Discovery and development of potent and selective dual NUAK/MARK inhibitors as Hippo pathway modulators for the treatment of cancer
- Eur J Med Chem. 2026 Jul 5:311:118798. doi: 10.1016/j.ejmech.2026.118798.
- 1. Drug Discovery Program, Ontario Institute for Cancer Research, 661 University Avenue, MaRS Centre, West Tower, Toronto, Ontario, M5G 0A3, Canada. Electronic address: [email protected].
- 2. Drug Discovery Program, Ontario Institute for Cancer Research, 661 University Avenue, MaRS Centre, West Tower, Toronto, Ontario, M5G 0A3, Canada.
- 3. Drug Discovery Program, Ontario Institute for Cancer Research, 661 University Avenue, MaRS Centre, West Tower, Toronto, Ontario, M5G 0A3, Canada; Leslie Dan Faculty of Pharmacy, University of Toronto, 144 College Street, Toronto, Ontario, M5S 3M2, Canada.
- 4. Department of Biochemistry, Donnelly Centre, University of Toronto, Toronto, Ontario, M5S 3E1, Canada.
- 5. Lunenfeld-Tanenbaum Research Institute, Sinai Health System, Toronto, Ontario, M5G 1X5, Canada.
- 6. Department of Biomedical and Molecular Science, Queen's University, Kingston, Ontario, K7L2V7, Canada.
- 7. Department of Chemistry and Chemical Biology, Cornell University, NE-CAT, Argonne, IL, USA.
- 8. Lunenfeld-Tanenbaum Research Institute, Sinai Health System, Toronto, Ontario, M5G 1X5, Canada; Department of Molecular Genetics, University of Toronto, Toronto, Ontario, M5S 1A8, Canada.
- 9. Lunenfeld-Tanenbaum Research Institute, Sinai Health System, Toronto, Ontario, M5G 1X5, Canada; Department of Molecular Genetics, University of Toronto, Toronto, Ontario, M5S 1A8, Canada; Department of Biochemistry, University of Toronto, Toronto, Ontario, M5S 1A8, Canada.

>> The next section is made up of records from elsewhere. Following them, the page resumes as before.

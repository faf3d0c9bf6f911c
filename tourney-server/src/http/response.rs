use std::collections::BTreeMap;

use hyper::StatusCode;
use serde::Serialize;
use tourney_api::EventResponse;

use crate::{Error, StatusCodeError};

// Envelope headers keep their canonical casing, callers may look them up verbatim.
const ACCESS_CONTROL_ALLOW_ORIGIN: &str = "Access-Control-Allow-Origin";
const ACCESS_CONTROL_ALLOW_METHODS: &str = "Access-Control-Allow-Methods";
const ACCESS_CONTROL_ALLOW_HEADERS: &str = "Access-Control-Allow-Headers";
const ACCESS_CONTROL_MAX_AGE: &str = "Access-Control-Max-Age";
const CONTENT_TYPE: &str = "Content-Type";

/// The CORS preflight answer of a handler.
#[derive(Copy, Clone, Debug)]
pub struct Cors {
    pub methods: &'static str,
    pub headers: &'static str,
}

impl Cors {
    /// Preflight results may be cached for 24h.
    const MAX_AGE: &'static str = "86400";

    /// 200 with an empty body and the allowed methods and headers.
    pub fn preflight(&self) -> Response {
        Response::ok()
            .header(ACCESS_CONTROL_ALLOW_METHODS, self.methods)
            .header(ACCESS_CONTROL_ALLOW_HEADERS, self.headers)
            .header(ACCESS_CONTROL_MAX_AGE, Self::MAX_AGE)
    }
}

#[derive(Clone, Debug)]
pub struct Response {
    status: StatusCode,
    headers: BTreeMap<String, String>,
    body: String,
}

impl Response {
    /// 200 OK
    pub fn ok() -> Self {
        Self {
            status: StatusCode::OK,
            headers: BTreeMap::new(),
            body: String::new(),
        }
    }

    pub fn header<K, V>(mut self, key: K, value: V) -> Self
    where
        K: Into<String>,
        V: Into<String>,
    {
        self.headers.insert(key.into(), value.into());
        self
    }

    pub fn json<T>(mut self, body: &T) -> Result<Self, serde_json::Error>
    where
        T: Serialize,
    {
        self.body = serde_json::to_string(body)?;
        Ok(self.header(CONTENT_TYPE, "application/json"))
    }

    /// A `{"error": message}` response.
    pub fn error<T>(status: StatusCode, message: T) -> Self
    where
        T: ToString,
    {
        let body = serde_json::json!({ "error": message.to_string() });

        Self {
            status,
            headers: BTreeMap::new(),
            body: body.to_string(),
        }
        .header(CONTENT_TYPE, "application/json")
    }

    pub fn build(self) -> EventResponse {
        let mut headers = self.headers;
        headers.insert(ACCESS_CONTROL_ALLOW_ORIGIN.to_owned(), "*".to_owned());

        EventResponse {
            status_code: self.status.as_u16(),
            headers,
            body: self.body,
        }
    }
}

/// Turns the outcome of a handler into the response envelope. Errors that are not meant for
/// the caller become a 500 and are logged.
pub fn finish(res: super::Result) -> EventResponse {
    let resp = match res {
        Ok(resp) => resp,
        Err(Error::StatusCodeError(StatusCodeError { code, message })) => {
            Response::error(code, message)
        }
        Err(Error::UniqueViolation(detail)) => Response::error(StatusCode::CONFLICT, detail),
        Err(err) => {
            log::error!("Failed to handle request: {}", err);

            Response::error(
                StatusCode::INTERNAL_SERVER_ERROR,
                format!("Ошибка сервера: {}", err),
            )
        }
    };

    resp.build()
}
use serde::{Deserialize, Deserializer, Serialize};
use serde_json::Value;
use thiserror::Error;

/// The body of every failed request.
#[derive(Clone, Debug, PartialEq, Eq, Serialize, Deserialize)]
pub struct ErrorResponse {
    pub error: String,
}

/// A plain confirmation.
#[derive(Clone, Debug, PartialEq, Eq, Serialize, Deserialize)]
pub struct MessageResponse {
    pub success: bool,
    pub message: String,
}

#[derive(Debug, Error)]
pub enum PayloadError {
    /// The body is not valid JSON or a field has the wrong type.
    #[error("invalid request body: {0}")]
    Malformed(#[from] serde_json::Error),
    /// The `action` field is missing or names no known action.
    #[error("unknown action: {0:?}")]
    UnknownAction(Option<String>),
}

#[derive(Deserialize)]
struct ActionTag {
    #[serde(default)]
    action: Option<String>,
}

/// Splits an action-dispatched body into its `action` name and the full JSON value.
///
/// The value is returned unchanged so the caller can decode the action-specific payload from
/// it once the action is known.
pub fn split_action(body: &str) -> Result<(Option<String>, Value), PayloadError> {
    let value: Value = serde_json::from_str(body)?;
    let tag = ActionTag::deserialize(&value)?;

    Ok((tag.action, value))
}

/// Deserializes a field that distinguishes "absent" (`None`) from "explicitly null"
/// (`Some(None)`). Must be combined with `#[serde(default)]`.
pub fn double_option<'de, D, T>(deserializer: D) -> Result<Option<Option<T>>, D::Error>
where
    D: Deserializer<'de>,
    T: Deserialize<'de>,
{
    Option::<T>::deserialize(deserializer).map(Some)
}

/// Returns the string if it is present and non-empty.
#[inline]
pub fn non_empty(value: Option<String>) -> Option<String> {
    value.filter(|s| !s.is_empty())
}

- 10. Department of Biochemistry, Donnelly Centre, University of Toronto, Toronto, Ontario, M5S 3E1, Canada. Electronic address: [email protected].
- 11. Drug Discovery Program, Ontario Institute for Cancer Research, 661 University Avenue, MaRS Centre, West Tower, Toronto, Ontario, M5G 0A3, Canada; Department of Pharmacology and Toxicology, University of Toronto, Medical Sciences Building, 1 King's College Circle, Toronto, Ontario, M5S 1A8, Canada.
Restoring the tumor suppressive activity of the Hippo signaling pathway lost through dysregulation of the NUAK1/2 and MARK2/3 kinase axis and downstream transcriptional effectors YAP/TAZ has emerged as a new modality for the treatment of several human cancers. Small molecule inhibition of NUAK1/2 and MARK2/3 constitutes a rational approach to block YAP/TAZ nuclear translocation and prevent a pro-oncogenic gene expression program. Modest structural changes to lead compound OICR14489, discovered through computational studies using a NUAK2 homology model, afforded the potent and selective dual NUAK1/2 and MARK2/3 inhibitor OICR16422. Further optimization led to inhibitor OICR19451, which produced an increase in YAP phosphorylation and enhanced cytoplasmic YAP/TAZ localization. In vitro growth inhibition of several Cancer cell lines, coupled with the robust in vivo pharmacokinetic properties of OICR19451 marked it as an advanced tool compound suitable for in vivo evaluation. Accordingly, in an orthotopic model of highly metastatic breast Cancer, MDA-MB-231 tumor-bearing mice treated with OICR19451 showed reduced metastases, tumor encapsulation and an overall increase in survival indicative of favorable Hippo pathway modulation.